Saturday, 3 October 2020

1975 - 'Teaching Geography' - updated post

Updated October 2020

April 1975 saw the arrival of 'Teaching Geography'. This was edited by Patrick Bailey, who set out the aims of the journal in the first Editorial of many.




The first article to be published was a field research exercise on a supermarket in Llandovery, written by another future President, Eleanor Rawling.
Also Roslas in the Rain from Margaret Booth.


I'm pleased to have contributed a few items to Teaching Geography myself over the years.
There were originally intended to be five issues a year, but this settled into 4 issues to begin with from August 1976 onwards.The subscription was £5.

The journal is now published three times a year.

References
Bailey, Patrick. “EDITORIAL: New Geography—New Schools.” Teaching Geography, vol. 1, no. 1, 1975, pp. 4–5. JSTOR, www.jstor.org/stable/23749910.

RAWLING, ELEANOR. “Supermarket for Llandovery: —an Exercise in Field Research.” Teaching Geography, vol. 1, no. 1, 1975, pp. 7–10. JSTOR, www.jstor.org/stable/23749911.

Updated October 2020
I've been receiving some very helpful details in emails from Sheila Jones, Former President.
She has been telling me some of her memories, and a recent email described the origins of 'Teaching Geography'.

Re: 'Teaching Geography' that was most exciting! 
For some time there was only the very academic forerunner 'Geography', and during the Annual Conference a group of us would have coffee breaks in the cafeteria at LSE (that was the only location in Conference for food and drink, although a few people would go to a coffee bar in the street by the college instead).
The names of all escape me but I am pretty sure that there were Richard Daugherty, Rex Walford, Pat Cleverley, John Everson and Brian Fitzgerald, and John Bale.
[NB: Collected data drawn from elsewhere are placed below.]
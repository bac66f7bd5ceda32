//! Headered CSV record source

use super::{Record, RecordSource, RowIndex};
use crate::Result;
use std::fs::File;
use std::io::Read;
use std::path::Path;
use std::sync::Arc;
use tracing::warn;

pub struct CsvRecordSource<R: Read> {
    reader: csv::Reader<R>,
    headers: Arc<[String]>,
    next_index: usize,
}

impl CsvRecordSource<File> {
    pub fn open(path: &Path) -> Result<Self> {
        let file = File::open(path)?;
        Self::from_reader(file)
    }
}

impl<R: Read> CsvRecordSource<R> {
    pub fn from_reader(reader: R) -> Result<Self> {
        let mut reader = csv::ReaderBuilder::new()
            .flexible(true)
            .from_reader(reader);
        let headers: Arc<[String]> = reader
            .headers()?
            .iter()
            .map(|h| h.trim().to_string())
            .collect();

        Ok(Self {
            reader,
            headers,
            next_index: 0,
        })
    }

    pub fn headers(&self) -> &[String] {
        &self.headers
    }

    fn column_name(&self, idx: usize) -> String {
        self.headers
            .get(idx)
            .cloned()
            .unwrap_or_else(|| format!("column {}", idx + 1))
    }
}

impl<R: Read> RecordSource for CsvRecordSource<R> {
    fn next_record(&mut self) -> Result<Option<Record>> {
        let mut row = csv::ByteRecord::new();
        if !self.reader.read_byte_record(&mut row)? {
            return Ok(None);
        }

        let index = RowIndex(self.next_index);
        self.next_index += 1;

        let mut invalid_field = None;
        let values = row
            .iter()
            .enumerate()
            .map(|(i, cell)| match std::str::from_utf8(cell) {
                Ok(value) => value.to_string(),
                Err(_) => {
                    if invalid_field.is_none() {
                        invalid_field = Some(self.column_name(i));
                    }
                    String::from_utf8_lossy(cell).into_owned()
                }
            })
            .collect();

        let record = Record::new(index, self.headers.clone(), values);
        Ok(Some(match invalid_field {
            Some(field) => {
                warn!("Invalid UTF-8 in '{}' at {}", field, index);
                record.with_invalid_field(field)
            }
            None => record,
        }))
    }
}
He it was that led the case for a teachers' magazine at that year's AGM - which was one of the liveliest I have ever attended. 
There was no real opposition, only the desire to get the members' agreement that this was necessary. It has been suggested that Norman Pye (a lovely man) was against it, which is unfair because he was an academic in charge of an academic magazine which was inappropriate for school teaching apart from 6th forms. I think that the attendance at AGM in that year broke all records . The Deputy Conference officer at the time, could well have been Denys Brunsden, he did not have to search highways and byways to produce a quorum.

I've been promised more detail from Richard Daugherty as well.